Activity
Would you output the entries below only from the line containing "end of a ramp." through the line containing "by both axes.", exactly as they stand and with both ends included?

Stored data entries
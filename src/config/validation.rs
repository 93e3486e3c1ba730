//! Configuration validation.

use crate::axis::AxisId;
use crate::error::{ConfigError, Error, Result};

use super::wave::{DAEMON_MAX_PULSES_PER_WAVE, MAX_WAVE_GPIO};
use super::{AxisConfig, GantryConfig, MotionConfig};

/// Every event needs up to three pulses (gap, HIGH, LOW).
const MIN_PULSES_PER_WAVE: usize = 3;

/// Validate a gantry configuration.
///
/// Checks:
/// - Both axes resolve to a positive travel limit that fits a step counter
/// - Pulse widths are non-zero
/// - Step delays are non-zero and ordered (min <= max)
/// - Diagonal factor is in (0, 1]
/// - Wave chunk size is within the daemon's limits
/// - GPIO numbers fit a wave bank and none is assigned twice
pub fn validate_config(config: &GantryConfig) -> Result<()> {
    for axis in [AxisId::X, AxisId::Y] {
        validate_axis(axis, config.axis(axis), config.max_position(axis))?;
    }

    validate_motion(&config.motion)?;

    let chunk = config.wave.max_pulses_per_wave;
    if !(MIN_PULSES_PER_WAVE..=DAEMON_MAX_PULSES_PER_WAVE).contains(&chunk) {
        return Err(Error::Config(ConfigError::InvalidChunkSize(chunk)));
    }

    validate_pins(config)?;

    Ok(())
}

fn validate_axis(axis: AxisId, config: &AxisConfig, max_position: Option<i64>) -> Result<()> {
    let value = max_position.unwrap_or(0);
    if value <= 0 || value > i64::from(u32::MAX) {
        return Err(Error::Config(ConfigError::InvalidMaxPosition { axis, value }));
    }

    if config.step_pulse.value() == 0 {
        return Err(Error::Config(ConfigError::InvalidPulseWidth(config.step_pulse.value())));
    }

    Ok(())
}

fn validate_motion(config: &MotionConfig) -> Result<()> {
    let min_us = config.min_step_delay.value();
    let max_us = config.max_step_delay.value();
    if min_us == 0 || min_us > max_us {
        return Err(Error::Config(ConfigError::InvalidStepDelays { min_us, max_us }));
    }

    // NaN fails both comparisons
    if !(config.diagonal_factor > 0.0 && config.diagonal_factor <= 1.0) {
        return Err(Error::Config(ConfigError::InvalidDiagonalFactor(
            config.diagonal_factor,
        )));
    }

    Ok(())
}

fn validate_pins(config: &GantryConfig) -> Result<()> {
    let mut seen: u64 = 0;
    for pin in config.assigned_pins() {
        if pin > MAX_WAVE_GPIO {
            return Err(Error::Config(ConfigError::InvalidPin(pin)));
        }
        let bit = 1u64 << pin;
        if seen & bit != 0 {
            return Err(Error::Config(ConfigError::PinConflict(pin)));
        }
        seen |= bit;
    }
    Ok(())
}
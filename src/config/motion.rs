//! Coordinated motion and homing parameters from TOML.

use serde::Deserialize;

use super::units::Microseconds;

/// Delay multiplier applied to both axes when a move is diagonal.
///
/// Empirical hardware-tuning value; recalibrate on new mechanics.
pub const DEFAULT_DIAGONAL_FACTOR: f32 = 0.7;

/// Cruise delay (~1250 steps/s). Stays above 500us so TMC StealthChop holds.
pub const DEFAULT_MIN_STEP_DELAY_US: u32 = 800;

/// Start/stop delay (~250 steps/s).
pub const DEFAULT_MAX_STEP_DELAY_US: u32 = 4_000;

/// Ramp length in steps.
pub const DEFAULT_ACCEL_STEPS: u32 = 300;

/// Homing step delay, slower than normal travel.
pub const DEFAULT_HOME_STEP_DELAY_US: u32 = 5_000;

/// Velocity profile and diagonal tuning for coordinated moves.
#[derive(Debug, Clone, Deserialize)]
#[serde(default)]
pub struct MotionConfig {
    /// Delay at cruise speed.
    #[serde(rename = "min_step_delay_us")]
    pub min_step_delay: Microseconds,

    /// Delay at the start and end of a ramp.
    #[serde(rename = "max_step_delay_us")]
    pub max_step_delay: Microseconds,

    /// Steps spent accelerating (and decelerating).
    pub accel_steps: u32,

    /// Use the trapezoidal ramp; when false every step uses `min_step_delay`.
    pub enable_acceleration: bool,

    /// Delay multiplier when both axes move.
    pub diagonal_factor: f32,
}

impl Default for MotionConfig {
    fn default() -> Self {
        Self {
            min_step_delay: Microseconds(DEFAULT_MIN_STEP_DELAY_US),
            max_step_delay: Microseconds(DEFAULT_MAX_STEP_DELAY_US),
            accel_steps: DEFAULT_ACCEL_STEPS,
            enable_acceleration: true,
            diagonal_factor: DEFAULT_DIAGONAL_FACTOR,
        }
    }
}

/// Homing parameters shared by both axes.
#[derive(Debug, Clone, Deserialize)]
#[serde(default)]
pub struct HomingConfig {
    /// Delay between homing steps.
    #[serde(rename = "step_delay_us")]
    pub step_delay: Microseconds,
}

impl Default for HomingConfig {
    fn default() -> Self {
        Self {
            step_delay: Microseconds(DEFAULT_HOME_STEP_DELAY_US),
        }
    }
}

Output for this task
    /// Delay at the start and end of a ramp.
    #[serde(rename = "max_step_delay_us")]
    pub max_step_delay: Microseconds,

    /// Steps spent accelerating (and decelerating).
    pub accel_steps: u32,

    /// Use the trapezoidal ramp; when false every step uses `min_step_delay`.
    pub enable_acceleration: bool,

    /// Delay multiplier when both axes move.
    pub diagonal_factor: f32,
}

impl Default for MotionConfig {
    fn default() -> Self {
        Self {
            min_step_delay: Microseconds(DEFAULT_MIN_STEP_DELAY_US),
            max_step_delay: Microseconds(DEFAULT_MAX_STEP_DELAY_US),
            accel_steps: DEFAULT_ACCEL_STEPS,
            enable_acceleration: true,
            diagonal_factor: DEFAULT_DIAGONAL_FACTOR,
        }
    }
}

/// Homing parameters shared by both axes.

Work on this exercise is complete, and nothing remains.